Trust by inspection is reading a training curve and concluding the model is good. A smooth loss curve and a clean confusion matrix look like correctness. They are not evidence of correctness. A proxy metric optimized to a high value tells you the proxy was optimized, not that the underlying objective was served.
Verification ceiling is the volume problem: an automated pipeline can train hundreds of variants overnight. Each produces numbers. The team cannot meaningfully evaluate all of them, so high numbers pass silently. Output beyond your capacity to verify is not throughput — it is unreviewed risk, and in ML it ships as a production model.
The eval set is the frozen contract
The central idea of ADD in ML is this: the eval set, the metric thresholds, and the model card together are the frozen contract. They are the one human gate. They are locked and checksummed before a single training run begins, so you cannot move the goalposts midway through a project when the numbers come back inconvenient.
Constrain the what — the eval, the thresholds, the model card. Free the how — the architecture, the features, the hyperparameters. Verify by slices and online evidence, not by the leaderboard number.

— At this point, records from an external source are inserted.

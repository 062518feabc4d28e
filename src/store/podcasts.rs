// This Source Code Form is subject to the terms of the Mozilla Public
// License, v. 2.0. If a copy of the MPL was not distributed with this
// file, You can obtain one at https://mozilla.org/MPL/2.0/.

use chrono::Utc;
use rusqlite::{Connection, OptionalExtension, Row, params};
use tracing::{debug, info};

use super::{Store, from_millis, is_unique_violation, to_millis};
use super::{NewPodcast, Podcast, PodcastId, PodcastUpdate};
use crate::error::StoreError;

const COLUMNS: &str =
    "id, title, description, feed_url, image_url, author, link, added_date, last_updated";

fn podcast_from_row(row: &Row<'_>) -> rusqlite::Result<Podcast> {
    Ok(Podcast {
        id: PodcastId(row.get(0)?),
        title: row.get(1)?,
        description: row.get(2)?,
        feed_url: row.get(3)?,
        image_url: row.get(4)?,
        author: row.get(5)?,
        link: row.get(6)?,
        added_date: from_millis(row.get(7)?),
        last_updated: from_millis(row.get(8)?),
    })
}

pub(super) fn select_podcast(
    conn: &Connection,
    id: PodcastId,
) -> Result<Option<Podcast>, StoreError> {
    let sql = format!("SELECT {COLUMNS} FROM podcasts WHERE id = ?1");
    Ok(conn.query_row(&sql, [id.0], podcast_from_row).optional()?)
}

impl Store {
    /// Insert a podcast. Fails with a constraint error if its feed URL is
    /// already subscribed.
    pub fn add_podcast(&self, podcast: &NewPodcast) -> Result<Podcast, StoreError> {
        let now = Utc::now();
        self.with_conn(|conn| {
            conn.execute(
                "INSERT INTO podcasts (title, description, feed_url, image_url, author, link, added_date, last_updated)
                 VALUES (?1, ?2, ?3, ?4, ?5, ?6, ?7, ?7)",
                params![
                    podcast.title,
                    podcast.description,
                    podcast.feed_url,
                    podcast.image_url,
                    podcast.author,
                    podcast.link,
                    to_millis(now),
                ],
            )
            .map_err(|e| {
                if is_unique_violation(&e) {
                    StoreError::Constraint {
                        entity: "podcast",
                        field: "feed URL",
                        value: podcast.feed_url.clone(),
                    }
                } else {
                    e.into()
                }
            })?;

            let id = PodcastId(conn.last_insert_rowid());
            debug!(%id, feed_url = %podcast.feed_url, "Added podcast");

            Ok(Podcast {
                id,
                title: podcast.title.clone(),
                description: podcast.description.clone(),
                feed_url: podcast.feed_url.clone(),
                image_url: podcast.image_url.clone(),
                author: podcast.author.clone(),
                link: podcast.link.clone(),
                added_date: from_millis(to_millis(now)),
                last_updated: from_millis(to_millis(now)),
            })
        })
    }

    pub fn get_podcast(&self, id: PodcastId) -> Result<Option<Podcast>, StoreError> {
        self.with_conn(|conn| select_podcast(conn, id))
    }

    pub fn get_podcast_by_feed_url(&self, feed_url: &str) -> Result<Option<Podcast>, StoreError> {
        self.with_conn(|conn| {
            let sql = format!("SELECT {COLUMNS} FROM podcasts WHERE feed_url = ?1");
            Ok(conn
                .query_row(&sql, [feed_url], podcast_from_row)
                .optional()?)
        })
    }

    /// All podcasts, in subscription order
    pub fn get_all_podcasts(&self) -> Result<Vec<Podcast>, StoreError> {
        self.with_conn(|conn| {
            let sql = format!("SELECT {COLUMNS} FROM podcasts ORDER BY id");
            let mut stmt = conn.prepare(&sql)?;
            let podcasts = stmt
                .query_map([], podcast_from_row)?
                .collect::<Result<Vec<_>, _>>()?;
            Ok(podcasts)
        })
    }

    /// Merge `update` into the stored podcast and bump its `last_updated`
    pub fn update_podcast(
        &self,
        id: PodcastId,
        update: &PodcastUpdate,
    ) -> Result<Podcast, StoreError> {
        self.with_conn(|conn| {
            let tx = conn.transaction()?;
            let mut podcast = select_podcast(&tx, id)?.ok_or(StoreError::NotFound {
                entity: "podcast",
                id: id.0,
            })?;

            update.apply(&mut podcast);
            podcast.last_updated = from_millis(to_millis(Utc::now()));

            tx.execute(
                "UPDATE podcasts
                 SET title = ?2, description = ?3, image_url = ?4, author = ?5, link = ?6, last_updated = ?7
                 WHERE id = ?1",
                params![
                    id.0,
                    podcast.title,
                    podcast.description,
                    podcast.image_url,
                    podcast.author,
                    podcast.link,
                    to_millis(podcast.last_updated),
                ],
            )?;
            tx.commit()?;
            Ok(podcast)
        })
    }

    /// Delete a podcast together with its episodes and their download and
    /// progress records. Returns the number of episodes removed.
    pub fn delete_podcast(&self, id: PodcastId) -> Result<usize, StoreError> {
        self.with_conn(|conn| {
            let tx = conn.transaction()?;
            if select_podcast(&tx, id)?.is_none() {
                return Err(StoreError::NotFound {
                    entity: "podcast",
                    id: id.0,
                });
            }

            let owned = "SELECT id FROM episodes WHERE podcast_id = ?1";
            tx.execute(
                &format!("DELETE FROM downloads WHERE episode_id IN ({owned})"),
                [id.0],
            )?;
            tx.execute(
                &format!("DELETE FROM progress WHERE episode_id IN ({owned})"),
                [id.0],
            )?;
            let episodes = tx.execute("DELETE FROM episodes WHERE podcast_id = ?1", [id.0])?;
            tx.execute("DELETE FROM podcasts WHERE id = ?1", [id.0])?;
            tx.commit()?;

            info!(%id, episodes, "Deleted podcast");
            Ok(episodes)
        })
    }
}

#[cfg(test)]
mod tests {
    use super::super::fixtures;
    use super::*;
    use crate::store::DownloadStatus;

    const FEED: &str = "https://example.com/feed.xml";

    #[test]
    fn add_and_get_podcast() {
        let store = fixtures::store();
        let added = fixtures::podcast(&store, FEED);

        let fetched = store.get_podcast(added.id).unwrap().unwrap();
        assert_eq!(fetched, added);
        assert_eq!(
            store.get_podcast_by_feed_url(FEED).unwrap().map(|p| p.id),
            Some(added.id)
        );
        assert!(store.get_podcast(PodcastId(999)).unwrap().is_none());
    }

    #[test]
    fn duplicate_feed_url_is_a_constraint_error() {
        let store = fixtures::store();
        fixtures::podcast(&store, FEED);

        let err = store
            .add_podcast(&NewPodcast {
                title: "Again".into(),
                description: String::new(),
                feed_url: FEED.into(),
                image_url: None,
                author: String::new(),
                link: String::new(),
            })
            .unwrap_err();

        assert!(err.is_constraint());
        assert_eq!(store.get_all_podcasts().unwrap().len(), 1);
    }

    #[test]
    fn update_merges_and_bumps_last_updated() {
        let store = fixtures::store();
        let added = fixtures::podcast(&store, FEED);

        let updated = store
            .update_podcast(
                added.id,
                &PodcastUpdate {
                    title: Some("Renamed".into()),
                    ..Default::default()
                },
            )
            .unwrap();

        assert_eq!(updated.title, "Renamed");
        assert_eq!(updated.author, added.author);
        assert!(updated.last_updated >= added.last_updated);
        assert_eq!(store.get_podcast(added.id).unwrap().unwrap(), updated);
    }

    #[test]
    fn update_missing_podcast_is_not_found() {
        let store = fixtures::store();
        let err = store
            .update_podcast(PodcastId(42), &PodcastUpdate::default())
            .unwrap_err();
        assert!(err.is_not_found());
    }

    #[test]
    fn delete_cascades_to_episodes_downloads_and_progress() {
        let store = fixtures::store();
        let podcast = fixtures::podcast(&store, FEED);
        let other = fixtures::podcast(&store, "https://example.com/other.xml");

        let a = fixtures::episode(&store, podcast.id, "A", 1);
        let b = fixtures::episode(&store, podcast.id, "B", 2);
        let kept = fixtures::episode(&store, other.id, "K", 3);
        store.add_download(a.id, &a.audio_url).unwrap();
        store.save_progress(b.id, 12.0, 60.0).unwrap();
        store.add_download(kept.id, &kept.audio_url).unwrap();

        assert_eq!(store.delete_podcast(podcast.id).unwrap(), 2);

        assert!(store.get_podcast(podcast.id).unwrap().is_none());
        assert!(store.get_episode(a.id).unwrap().is_none());
        assert!(store.get_download(a.id).unwrap().is_none());
        assert!(store.get_progress(b.id).unwrap().is_none());

        assert_eq!(store.count_episodes().unwrap(), 1);
        assert_eq!(
            store.get_download(kept.id).unwrap().map(|d| d.status),
            Some(DownloadStatus::Pending)
        );
    }

    #[test]
    fn delete_missing_podcast_is_not_found() {
        let store = fixtures::store();
        assert!(store.delete_podcast(PodcastId(1)).unwrap_err().is_not_found());
    }
}
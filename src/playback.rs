// This Source Code Form is subject to the terms of the Mozilla Public
// License, v. 2.0. If a copy of the MPL was not distributed with this
// file, You can obtain one at https://mozilla.org/MPL/2.0/.

//! Playback control on top of an abstract audio output.
//!
//! The controller decides what to play and remembers where the listener
//! stopped. Decoding and sound output belong to the [`AudioOutput`]
//! implementation.

use std::fmt;
use std::path::PathBuf;
use std::sync::{Arc, Mutex, MutexGuard};
use std::time::Duration;

use chrono::{DateTime, Utc};
use tokio::task::JoinHandle;
use tokio::time::Instant;
use tracing::{debug, info, warn};

use crate::error::PlaybackError;
use crate::progress::{ProgressEvent, SharedProgressReporter};
use crate::store::{DownloadStatus, Episode, EpisodeId, Podcast, Progress, Store};

/// How often progress is saved while playing
pub const DEFAULT_SAVE_INTERVAL: Duration = Duration::from_secs(10);

/// Distance covered by [`PlaybackController::skip_forward`] and
/// [`PlaybackController::skip_back`]
pub const DEFAULT_SKIP_STEP: Duration = Duration::from_secs(30);

/// Where the audio for an episode is read from
#[derive(Debug, Clone, PartialEq, Eq)]
pub enum AudioSource {
    /// Completed download in the blob cache
    Local(PathBuf),
    Remote(String),
}

impl fmt::Display for AudioSource {
    fn fmt(&self, f: &mut fmt::Formatter<'_>) -> fmt::Result {
        match self {
            AudioSource::Local(path) => write!(f, "{}", path.display()),
            AudioSource::Remote(url) => f.write_str(url),
        }
    }
}

/// An audio sink that can play one source at a time
pub trait AudioOutput: Send + Sync {
    fn load(&self, source: &AudioSource) -> Result<(), PlaybackError>;
    fn play(&self) -> Result<(), PlaybackError>;
    fn pause(&self);
    fn is_playing(&self) -> bool;
    fn seek(&self, seconds: f64);
    /// Current position in seconds
    fn position(&self) -> f64;
    /// Length of the loaded source in seconds, NaN while unknown
    fn duration(&self) -> f64;
    fn set_rate(&self, rate: f64);
}

/// The episode currently loaded into the output
#[derive(Debug, Clone, PartialEq)]
pub struct NowPlaying {
    pub episode: Episode,
    pub podcast: Option<Podcast>,
    pub source: AudioSource,
}

impl NowPlaying {
    /// Episode artwork, falling back to the podcast's
    pub fn artwork(&self) -> Option<&str> {
        self.episode
            .image_url
            .as_deref()
            .or_else(|| self.podcast.as_ref()?.image_url.as_deref())
    }
}

struct SleepTimer {
    handle: JoinHandle<()>,
    ends_at: DateTime<Utc>,
    generation: u64,
}

#[derive(Default)]
struct State {
    current: Option<NowPlaying>,
    last_saved: Option<Instant>,
    sleep_timer: Option<SleepTimer>,
    timer_generation: u64,
}

#[derive(Clone)]
pub struct PlaybackController {
    store: Arc<Store>,
    output: Arc<dyn AudioOutput>,
    reporter: SharedProgressReporter,
    save_interval: Duration,
    skip_step: Duration,
    state: Arc<Mutex<State>>,
}

impl PlaybackController {
    pub fn new(
        store: Arc<Store>,
        output: Arc<dyn AudioOutput>,
        reporter: SharedProgressReporter,
    ) -> Self {
        Self {
            store,
            output,
            reporter,
            save_interval: DEFAULT_SAVE_INTERVAL,
            skip_step: DEFAULT_SKIP_STEP,
            state: Arc::new(Mutex::new(State::default())),
        }
    }

    pub fn with_save_interval(mut self, interval: Duration) -> Self {
        self.save_interval = interval;
        self
    }

    pub fn with_skip_step(mut self, step: Duration) -> Self {
        self.skip_step = step;
        self
    }

    pub fn save_interval(&self) -> Duration {
        self.save_interval
    }

    pub fn skip_step(&self) -> Duration {
        self.skip_step
    }

    fn state(&self) -> MutexGuard<'_, State> {
        // State stays consistent even if a holder panicked
        self.state.lock().unwrap_or_else(|poisoned| poisoned.into_inner())
    }

    /// Load an episode, restore its saved position and optionally start it.
    ///
    /// A completed download with its file still present plays from disk;
    /// anything else streams from the episode's audio URL.
    pub fn load_episode(
        &self,
        episode_id: EpisodeId,
        autoplay: bool,
    ) -> Result<NowPlaying, PlaybackError> {
        let episode = self
            .store
            .get_episode(episode_id)?
            .ok_or(PlaybackError::EpisodeNotFound(episode_id.0))?;
        let podcast = self.store.get_podcast(episode.podcast_id)?;

        let source = match self.store.get_download(episode_id)? {
            Some(download) if download.status == DownloadStatus::Completed => download
                .local_path
                .filter(|path| path.is_file())
                .map(AudioSource::Local)
                .unwrap_or_else(|| AudioSource::Remote(episode.audio_url.clone())),
            _ => AudioSource::Remote(episode.audio_url.clone()),
        };

        self.output.load(&source)?;
        if let Some(progress) = self.store.get_progress(episode_id)?
            && progress.current_time > 0.0
        {
            self.output.seek(progress.current_time);
        }

        let now_playing = NowPlaying {
            episode,
            podcast,
            source,
        };
        info!(%episode_id, source = %now_playing.source, "Loaded episode");
        self.state().current = Some(now_playing.clone());

        if autoplay && let Err(e) = self.play() {
            debug!(%episode_id, error = %e, "Autoplay was refused");
        }
        Ok(now_playing)
    }

    pub fn now_playing(&self) -> Option<NowPlaying> {
        self.state().current.clone()
    }

    pub fn play(&self) -> Result<(), PlaybackError> {
        self.output.play()?;
        self.state().last_saved = Some(Instant::now());
        Ok(())
    }

    /// Pause and save the position
    pub fn pause(&self) -> Result<(), PlaybackError> {
        self.output.pause();
        self.save_progress().map(|_| ())
    }

    pub fn toggle(&self) -> Result<(), PlaybackError> {
        if self.output.is_playing() {
            self.pause()
        } else {
            self.play()
        }
    }

    /// The output reached the end of the source
    pub fn ended(&self) -> Result<(), PlaybackError> {
        self.save_progress().map(|_| ())
    }

    /// Move by `seconds` (negative rewinds), staying within the source.
    /// Returns the new position.
    pub fn skip(&self, seconds: f64) -> f64 {
        let duration = self.output.duration();
        let mut target = (self.output.position() + seconds).max(0.0);
        if duration.is_finite() {
            target = target.min(duration);
        }
        self.output.seek(target);
        target
    }

    pub fn skip_forward(&self) -> f64 {
        self.skip(self.skip_step.as_secs_f64())
    }

    pub fn skip_back(&self) -> f64 {
        self.skip(-self.skip_step.as_secs_f64())
    }

    pub fn set_rate(&self, rate: f64) {
        self.output.set_rate(rate);
    }

    /// Persist the current position. Does nothing when no episode is loaded.
    pub fn save_progress(&self) -> Result<Option<Progress>, PlaybackError> {
        let Some(episode_id) = self.state().current.as_ref().map(|c| c.episode.id) else {
            return Ok(None);
        };

        let progress =
            self.store
                .save_progress(episode_id, self.output.position(), self.output.duration())?;
        self.state().last_saved = Some(Instant::now());
        Ok(Some(progress))
    }

    /// Save if playing and the save interval has passed since the last save.
    /// Returns whether a save happened.
    pub fn save_if_due(&self) -> Result<bool, PlaybackError> {
        if !self.output.is_playing() {
            return Ok(false);
        }
        let due = {
            let state = self.state();
            state.current.is_some()
                && state
                    .last_saved
                    .is_none_or(|at| at.elapsed() >= self.save_interval)
        };
        if !due {
            return Ok(false);
        }
        self.save_progress()?;
        Ok(true)
    }

    /// Check for a due save on every tick of the save interval
    pub fn spawn_autosave(&self) -> JoinHandle<()> {
        let controller = self.clone();
        tokio::spawn(async move {
            let mut ticks = tokio::time::interval(controller.save_interval);
            loop {
                ticks.tick().await;
                if let Err(e) = controller.save_if_due() {
                    warn!(error = %e, "Could not save playback progress");
                }
            }
        })
    }

    /// Load the most recently played episode without starting it
    pub fn load_last_played(&self) -> Result<Option<NowPlaying>, PlaybackError> {
        let Some(recent) = self.store.get_recently_played(1)?.into_iter().next() else {
            return Ok(None);
        };
        let now_playing = self.load_episode(recent.episode_id, false)?;
        self.output.pause();
        Ok(Some(now_playing))
    }

    /// Pause after `after`, replacing any running timer. Returns when the
    /// timer will fire.
    pub fn set_sleep_timer(&self, after: Duration) -> DateTime<Utc> {
        let ends_at = chrono::Duration::from_std(after)
            .ok()
            .and_then(|after| Utc::now().checked_add_signed(after))
            .unwrap_or(DateTime::<Utc>::MAX_UTC);

        let mut state = self.state();
        if let Some(previous) = state.sleep_timer.take() {
            previous.handle.abort();
        }
        state.timer_generation += 1;
        let generation = state.timer_generation;

        let controller = self.clone();
        let handle = tokio::spawn(async move {
            tokio::time::sleep(after).await;

            {
                let mut state = controller.state();
                if state.sleep_timer.as_ref().map(|t| t.generation) == Some(generation) {
                    state.sleep_timer = None;
                }
            }
            if let Err(e) = controller.pause() {
                warn!(error = %e, "Could not save progress when the sleep timer fired");
            }
            info!("Sleep timer expired");
            controller.reporter.report(ProgressEvent::SleepTimerExpired);
        });

        state.sleep_timer = Some(SleepTimer {
            handle,
            ends_at,
            generation,
        });
        debug!(seconds = after.as_secs(), "Sleep timer set");
        ends_at
    }

    /// Returns whether a timer was running
    pub fn cancel_sleep_timer(&self) -> bool {
        match self.state().sleep_timer.take() {
            Some(timer) => {
                timer.handle.abort();
                true
            }
            None => false,
        }
    }

    pub fn sleep_timer_ends_at(&self) -> Option<DateTime<Utc>> {
        self.state().sleep_timer.as_ref().map(|t| t.ends_at)
    }
}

The leaderboard number is the result of optimizing a proxy. The eval is the instrument you built to detect whether the proxy was a good one. If you are allowed to change the instrument after you see the result, the instrument means nothing. Locking the eval is what gives the number its meaning.
The loop, translated
Step 0 — Ground
Before writing any objective, load what is actually true: the data schema and known quality issues, the prior model card if one exists, the business constraints (latency, memory budget, regulatory obligations), and the deployment environment. In ML, ground is often where you discover that the label definition in the annotation guide does not match the label definition in the training data — a mismatch that will silently corrupt everything downstream.
If a prior model exists, ground also includes its failure modes: which slices it underperformed on, what the online A/B showed versus the offline eval, what production drift was observed. The next model’s spec should be aimed at what actually failed, not at what the headline number suggests.
Step 1 — Specify
The spec states the true objective, the proxy metric chosen to approximate it, and the explicit list of things the model must not do — each paired with a named refusal code. Here is a realistic example for a content moderation classifier:
# SPEC — content-moderation-v3
objective: > Surface harmful content (harassment, self-harm, graphic violence) for human review before it reaches the user. Minimize false negatives on high-severity categories; tolerate a higher false-positive rate before escalating to the low-severity queue.
proxy_metric: recall@precision=0.90 on the held-out eval set
must_do: - Achieve recall >= 0.88 on high-severity labels at precision >= 0.90 - Achieve recall >= 0.72 on high-severity labels within the "non-English" slice - Return a calibrated probability score, not just a binary label - Serve inference in < 80ms p99 under production traffic profile
must_not: - TRAIN-TEST-LEAK: Any sample from the eval set must not appear in training data. Verified by hash intersection of example IDs before training begins. - SLICE-REGRESSION: Recall on any predefined demographic or language slice must not regress more than 3 percentage points below the prior model's slice performance. - OBJECTIVE-PROXY-GAMED: A model that achieves the recall threshold by over-predicting positive on ambiguous inputs will be rejected even if it passes the aggregate threshold. Checked via calibration error and false-positive rate on the "clearly benign" control slice. - OFFLINE-ONLY-CLAIM: Offline eval results alone are not sufficient to claim production readiness. An online A/B with pre-registered success criteria is required before full rollout.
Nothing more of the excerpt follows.